*Required action:* Each line from the start of the entries through the line that contains "event payload (for" should be output exactly, please.

*Extracted data:*

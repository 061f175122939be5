#![forbid(unsafe_code)]

//! Named event stream for localization notifications.
//!
//! # Design
//!
//! [`LocaleEvents`] is the narrow capability components depend on: register
//! a listener under an event name, get a [`ListenerId`] back, hand the id
//! back to unregister. [`EventBus`] is the single-threaded implementation
//! used by the [`Localizer`](crate::Localizer).
//!
//! Listeners are `Rc<dyn Fn(&str)>`; the argument is the event payload (for
//! [`LANGUAGE_CHANGED`], the new locale tag). Listeners that only care
//! about the occurrence ignore it.
//!
//! # Invariants
//!
//! 1. Listener ids are never reused within one bus.
//! 2. `emit` delivers in registration order.
//! 3. A listener unregistered before `emit` starts is never called by it.
//! 4. Listeners may subscribe or unsubscribe re-entrantly from inside a
//!    delivery; changes take effect from the next `emit`, except removal of
//!    a listener not yet reached, which is honored immediately.
//!
//! # Failure Modes
//!
//! - A panicking listener aborts the current delivery pass; the panic
//!   propagates to the emitter and the bus stays usable afterwards.

use std::cell::RefCell;
use std::collections::HashSet;
use std::fmt;
use std::rc::Rc;

use tracing::{debug, info_span};

/// Event emitted after the active display language changed.
pub const LANGUAGE_CHANGED: &str = "languageChanged";

/// Callback registered on an event stream.
pub type Listener = Rc<dyn Fn(&str)>;

/// Opaque handle returned by [`LocaleEvents::subscribe`].
#[derive(Debug, Clone, Copy, PartialEq, Eq, Hash, PartialOrd, Ord)]
pub struct ListenerId(u64);

impl ListenerId {
    /// Build an id from a raw value. For [`LocaleEvents`] implementations
    /// that allocate their own ids.
    #[must_use]
    pub const fn from_raw(raw: u64) -> Self {
        Self(raw)
    }

    /// Raw numeric value, for logging.
    #[must_use]
    pub fn get(self) -> u64 {
        self.0
    }
}

impl fmt::Display for ListenerId {
    fn fmt(&self, f: &mut fmt::Formatter<'_>) -> fmt::Result {
        write!(f, "listener#{}", self.0)
    }
}

/// Registration failures.
#[derive(Debug, Clone, PartialEq, Eq, thiserror::Error)]
pub enum SubscribeError {
    /// The notification source is not available.
    #[error("event source unavailable for '{event}'")]
    Unavailable { event: String },
    /// The source does not serve this event name.
    #[error("unknown event '{0}'")]
    UnknownEvent(String),
}

/// Subscribe/unsubscribe capability over a named event stream.
pub trait LocaleEvents {
    /// Register `listener` for `event`.
    fn subscribe(&self, event: &str, listener: Listener) -> Result<ListenerId, SubscribeError>;

    /// Remove a listener. Returns `false` if `id` was not registered.
    fn unsubscribe(&self, id: ListenerId) -> bool;

    /// Number of listeners currently registered for `event`.
    fn listener_count(&self, event: &str) -> usize;
}

struct Registration {
    id: ListenerId,
    event: String,
    listener: Listener,
}

#[derive(Default)]
struct BusInner {
    next_id: u64,
    registrations: Vec<Registration>,
    /// Ids removed while a delivery is in progress.
    removed_during_emit: HashSet<ListenerId>,
    emitting: usize,
}

/// Single-threaded event bus.
///
/// Cloning creates another handle to the same registrations.
#[derive(Clone, Default)]
pub struct EventBus {
    inner: Rc<RefCell<BusInner>>,
}

impl fmt::Debug for EventBus {
    fn fmt(&self, f: &mut fmt::Formatter<'_>) -> fmt::Result {
        let inner = self.inner.borrow();
        f.debug_struct("EventBus")
            .field("listeners", &inner.registrations.len())
            .field("next_id", &inner.next_id)
            .finish()
    }
}

impl EventBus {
    #[must_use]
    pub fn new() -> Self {
        Self::default()
    }

    /// Deliver `payload` to every listener of `event`. Returns how many
    /// listeners were called.
    pub fn emit(&self, event: &str, payload: &str) -> usize {
        let snapshot: Vec<(ListenerId, Listener)> = {
            let mut inner = self.inner.borrow_mut();
            inner.emitting += 1;
            inner
                .registrations
                .iter()
                .filter(|r| r.event == event)
                .map(|r| (r.id, Rc::clone(&r.listener)))
                .collect()
        };

        let _guard = EmitGuard { inner: &self.inner };

        let _span = info_span!("i18n.emit", event, listeners = snapshot.len()).entered();
        let mut delivered = 0;
        for (id, listener) in snapshot {
            let removed = self.inner.borrow().removed_during_emit.contains(&id);
            if removed {
                continue;
            }
            listener(payload);
            delivered += 1;
        }
        delivered
    }
}

/// Ends one delivery pass, also when a listener panics.
struct EmitGuard<'a> {
    inner: &'a RefCell<BusInner>,
}

impl Drop for EmitGuard<'_> {
    fn drop(&mut self) {
        let mut inner = self.inner.borrow_mut();
        inner.emitting -= 1;
        if inner.emitting == 0 {
            inner.removed_during_emit.clear();
        }
    }
}

impl LocaleEvents for EventBus {
    fn subscribe(&self, event: &str, listener: Listener) -> Result<ListenerId, SubscribeError> {
        if event.is_empty() {
            return Err(SubscribeError::UnknownEvent(String::new()));
        }
        let mut inner = self.inner.borrow_mut();
        inner.next_id += 1;
        let id = ListenerId(inner.next_id);
        inner.registrations.push(Registration {
            id,
            event: event.to_owned(),
            listener,
        });
        debug!(%id, event, "listener registered");
        Ok(id)
    }

    fn unsubscribe(&self, id: ListenerId) -> bool {
        let mut inner = self.inner.borrow_mut();
        let before = inner.registrations.len();
        inner.registrations.retain(|r| r.id != id);
        let removed = inner.registrations.len() != before;
        if removed {
            if inner.emitting > 0 {
                inner.removed_during_emit.insert(id);
            }
            debug!(%id, "listener removed");
        }
        removed
    }

    fn listener_count(&self, event: &str) -> usize {
        self.inner
            .borrow()
            .registrations
            .iter()
            .filter(|r| r.event == event)
            .count()
    }
}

*Exercise result:*
repository 061f175122939be5
#![forbid(unsafe_code)]

//! Named event stream for localization notifications.
//!
//! # Design
//!
//! [`LocaleEvents`] is the narrow capability components depend on: register
//! a listener under an event name, get a [`ListenerId`] back, hand the id
//! back to unregister. [`EventBus`] is the single-threaded implementation
//! used by the [`Localizer`](crate::Localizer).
//!
//! Listeners are `Rc<dyn Fn(&str)>`; the argument is the event payload (for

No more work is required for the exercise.